E.J. Dionne has a few words on the matter that are worth repeating.
He loves to engage conservatives, yet few of them have chosen to engage him. He is seen as too moderate by parts of the left, but the right thinks he has a radical, statist agenda.
Wall Street’s critics believe Obama’s approach to rescuing the financial system amounts to coddling the bankers and financial scammers who got us into this mess. But many on the Street say Obama doesn’t understand them and fear he is a secret populist who would displace finance as the dominant force in the U.S. economy.
On torture, Obama sought a middle ground: He ended the practice, disclosed what happened and proposed that we move on. Yet the right opposed disclosure, parts of the left wanted more accountability and their fight brought forth all of the bitterness Obama wants to put behind us.
The man does more than defy labels. He hates them. At a briefing for columnists last week to influence the coming 100-day assessments, a senior Obama adviser, struggling to offer a philosophical definition of the 44th president, finally settled on calling him “a devout non-ideologue.”
But the mysteries and paradoxes of these 100 days cannot be unraveled without an understanding that the president is more than a “whatever works” guy.

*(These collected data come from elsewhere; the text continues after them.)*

//! Scheduler core module
//!
//! - `scheduler`: the [`Scheduler`] and its per-CPU dispatch loop
//! - `policy`: FIFO / RR / MQSS selection and the yield decision
//! - `lifecycle`: create, yield, sleep, wake, kill, exit hooks
//! - `dump`: queue dumps and schedlog

pub mod config;
pub mod dump;
pub mod error;
pub mod lifecycle;
pub mod policy;
pub mod scheduler;
pub mod statistics;

pub use config::{SchedConfig, SchedulingPolicy};
pub use error::{SchedulerError, SchedulerResult};
pub use policy::{decide_yield, YieldDecision};
pub use scheduler::{Dispatch, Scheduler};
pub use statistics::{SchedulerStats, StatsSnapshot};
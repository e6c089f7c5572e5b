//! Scheduler subsystem
//!
//! Multi-level feedback scheduler with active/expired sets per level,
//! plus round-robin and FIFO table-scan modes selected at boot.

pub mod core;
pub mod process;
pub mod queue;

// Re-exports
pub use self::core::{
    Dispatch, SchedConfig, Scheduler, SchedulerError, SchedulerResult, SchedulingPolicy,
};
pub use process::{Pid, ProcHandle, ProcState, WaitChannel};
pub use queue::QueueSet;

Obama would not inspire such loyalty if his supporters did not see (correctly) that he has an agenda to move the country to a very different place. He would not inspire such resistance if his opponents did not sense exactly the same thing.
Ignore the right. They have no coherent blocking strategy because they still don’t understand why they lost the last election. Like Middle Eastern suicide bombers they obstruct but cannot successfully oppose.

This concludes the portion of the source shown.